Interest expense was $7.5 million for the first quarter of 2008 compared to $1.2 million for the first quarter of 2007.
FOR THE 2008 FISCAL YEAR, MANAGEMENT CURRENTLY EXPECTS:
* Adjusted annual (non-GAAP) SG&A expenses as a percent of revenue are expected to be between 4.5% to 4.9%, a change from the previously disclosed range of 4.3% to 4.7%. * Annual effective tax rate from 32% to 35%. * Non-GAAP weighted average common shares outstanding (diluted) of approximately 83.3 million. * A loss of approximately $1.7 million to $2.0 million in Colombia resulting from the sale of certain assets to the former general manager.
Please see the attached Schedules and the Brightpoint website at www.Brightpoint.com for an explanation and reconciled presentation of the results for the first quarter ended March 31, 2008 prepared in accordance with U.S. GAAP and on an as adjusted non-GAAP basis. The explanation includes the reasons why management believes such non-GAAP measures are useful both to management and investors. Any financial measure other than those prepared in accordance with U.S. GAAP should not be considered a substitute for, or superior to, measures of financial performance prepared in accordance with U.S. GAAP. In addition, please see the attached Supplemental Information for a reconciliation of EBITDA.
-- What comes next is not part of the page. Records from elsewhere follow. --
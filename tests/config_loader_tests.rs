use clerk_sync::config::{ConfigError, ConfigLoader};
use std::{
    env, fs,
    path::PathBuf,
    sync::{Mutex, MutexGuard, OnceLock},
};
use tempfile::TempDir;

const SECRET: &str = "whsec_MfKQ9r8GKYqrTwjUPD8ILPZIo2LaLaSw";

fn env_lock() -> &'static Mutex<()> {
    static LOCK: OnceLock<Mutex<()>> = OnceLock::new();
    LOCK.get_or_init(|| Mutex::new(()))
}

fn env_guard() -> MutexGuard<'static, ()> {
    env_lock()
        .lock()
        .unwrap_or_else(|poison| poison.into_inner())
}

fn clear_env() {
    unsafe {
        env::remove_var("CLERK_PROFILE");
        env::remove_var("CLERK_API_BIND_ADDR");
        env::remove_var("CLERK_LOG_LEVEL");
        env::remove_var("CLERK_WEBHOOK_SECRET");
        env::remove_var("CLERK_WEBHOOK_TOLERANCE_SECONDS");
        env::remove_var("CLERK_SECRET_KEY");
        env::remove_var("CLERK_API_BASE");
    }
}

fn write_env_file(dir: &TempDir, name: &str, contents: &str) {
    let path = dir.path().join(name);
    fs::write(path, contents).unwrap();
}

#[test]
fn loads_defaults_when_only_secret_present() {
    let _guard = env_guard();
    clear_env();

    unsafe {
        env::set_var("CLERK_WEBHOOK_SECRET", SECRET);
    }

    let temp_dir = TempDir::new().unwrap();
    let loader = ConfigLoader::with_base_dir(PathBuf::from(temp_dir.path()));
    let cfg = loader.load().expect("config loads with defaults");

    assert_eq!(cfg.profile, "local");
    assert_eq!(cfg.api_bind_addr, "0.0.0.0:8080");
    assert_eq!(cfg.log_level, "info");
    assert_eq!(cfg.webhook_tolerance_seconds, 300);
    assert_eq!(cfg.api_base, "https://api.clerk.com");
    assert!(cfg.secret_key.is_none());
    cfg.bind_addr().expect("default bind addr parses");
    clear_env();
}

#[test]
fn missing_webhook_secret_fails_load() {
    let _guard = env_guard();
    clear_env();

    let temp_dir = TempDir::new().unwrap();
    write_env_file(&temp_dir, ".env", "CLERK_API_BIND_ADDR=127.0.0.1:3000\n");

    let loader = ConfigLoader::with_base_dir(PathBuf::from(temp_dir.path()));
    let err = loader.load().expect_err("missing secret should fail");
    assert!(matches!(err, ConfigError::MissingWebhookSecret));
    assert!(err.to_string().contains("CLERK_WEBHOOK_SECRET"));

    // Blank values count as missing.
    unsafe {
        env::set_var("CLERK_WEBHOOK_SECRET", "   ");
    }
    let err = loader.load().expect_err("blank secret should fail");
    assert!(matches!(err, ConfigError::MissingWebhookSecret));

    clear_env();
}

#[test]
fn layered_env_files_apply_in_order() {
    let _guard = env_guard();
    clear_env();

    let temp_dir = TempDir::new().unwrap();
    write_env_file(
        &temp_dir,
        ".env",
        "CLERK_API_BIND_ADDR=127.0.0.1:3000\nCLERK_WEBHOOK_TOLERANCE_SECONDS=60\n",
    );
    write_env_file(
        &temp_dir,
        ".env.test",
        "CLERK_API_BIND_ADDR=192.168.0.10:5000\n",
    );
    write_env_file(
        &temp_dir,
        ".env.test.local",
        "CLERK_API_BIND_ADDR=10.0.0.5:6000\n",
    );

    // Select profile via .env.local before profile-specific files load.
    write_env_file(
        &temp_dir,
        ".env.local",
        &format!(
            "CLERK_PROFILE=test\nCLERK_API_BIND_ADDR=127.0.0.1:4000\nCLERK_WEBHOOK_SECRET={SECRET}\n"
        ),
    );

    let loader = ConfigLoader::with_base_dir(PathBuf::from(temp_dir.path()));
    let cfg = loader.load().expect("config loads with layered env files");

    assert_eq!(cfg.profile, "test");
    assert_eq!(cfg.api_bind_addr, "10.0.0.5:6000");
    assert_eq!(cfg.webhook_tolerance_seconds, 60);
    assert_eq!(cfg.webhook_secret.as_deref(), Some(SECRET));
    clear_env();
}

#[test]
fn os_environment_has_highest_precedence() {
    let _guard = env_guard();
    clear_env();

    let temp_dir = TempDir::new().unwrap();
    write_env_file(
        &temp_dir,
        ".env",
        &format!("CLERK_API_BIND_ADDR=127.0.0.1:3000\nCLERK_WEBHOOK_SECRET={SECRET}\n"),
    );

    unsafe {
        env::set_var("CLERK_API_BIND_ADDR", "0.0.0.0:9090");
        env::set_var("CLERK_SECRET_KEY", "sk_test_env");
    }

    let loader = ConfigLoader::with_base_dir(PathBuf::from(temp_dir.path()));
    let cfg = loader.load().expect("config loads with env override");
    assert_eq!(cfg.api_bind_addr, "0.0.0.0:9090");
    assert_eq!(cfg.secret_key.as_deref(), Some("sk_test_env"));

    let redacted = cfg.redacted_json().unwrap();
    assert!(!redacted.contains("sk_test_env"));
    assert!(!redacted.contains("MfKQ9r8G"));

    clear_env();
}

#[test]
fn invalid_bind_addr_returns_error() {
    let _guard = env_guard();
    clear_env();

    unsafe {
        env::set_var("CLERK_API_BIND_ADDR", "not-an-addr");
        env::set_var("CLERK_WEBHOOK_SECRET", SECRET);
    }
    let temp_dir = TempDir::new().unwrap();
    let loader = ConfigLoader::with_base_dir(PathBuf::from(temp_dir.path()));
    let err = loader.load().expect_err("invalid bind addr should fail");
    assert!(format!("{}", err).contains("invalid api bind address"));

    clear_env();
}

#[test]
fn zero_tolerance_is_rejected() {
    let _guard = env_guard();
    clear_env();

    unsafe {
        env::set_var("CLERK_WEBHOOK_SECRET", SECRET);
        env::set_var("CLERK_WEBHOOK_TOLERANCE_SECONDS", "0");
    }
    let temp_dir = TempDir::new().unwrap();
    let loader = ConfigLoader::with_base_dir(PathBuf::from(temp_dir.path()));
    let err = loader.load().expect_err("zero tolerance should fail");
    assert!(matches!(err, ConfigError::InvalidWebhookTolerance { value: 0 }));

    clear_env();
}

#[test]
fn unparseable_tolerance_fails_load() {
    let _guard = env_guard();
    clear_env();

    let temp_dir = TempDir::new().unwrap();
    write_env_file(
        &temp_dir,
        ".env",
        &format!("CLERK_WEBHOOK_SECRET={SECRET}\nCLERK_WEBHOOK_TOLERANCE_SECONDS=abc\n"),
    );

    let loader = ConfigLoader::with_base_dir(PathBuf::from(temp_dir.path()));
    let err = loader.load().expect_err("non-numeric tolerance should fail");
    assert!(matches!(
        err,
        ConfigError::InvalidNumber { ref key, ref value }
            if key == "CLERK_WEBHOOK_TOLERANCE_SECONDS" && value == "abc"
    ));

    clear_env();
}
"In the first quarter of 2008 we continued to focus on the execution of our growth strategy including the integration of the Dangaard operations," stated Robert J. Laikin, Brightpoint's Chief Executive Officer and Chairman of the Board. "Our financial results for Q1 were below our expectations, and we remain focused on executing our operating plan. The global wireless industry continues to offer many exciting growth opportunities for our company and we remain committed to enhancing long term shareholder value. We will continue to leverage our global footprint and work closely with the industry leading manufacturers and network operators on a worldwide basis. Based on the recent data points on the wireless industry, I am reiterating my previously estimated global sell-in range of 1.25 billion to 1.35 billion units for the global wireless device industry in 2008."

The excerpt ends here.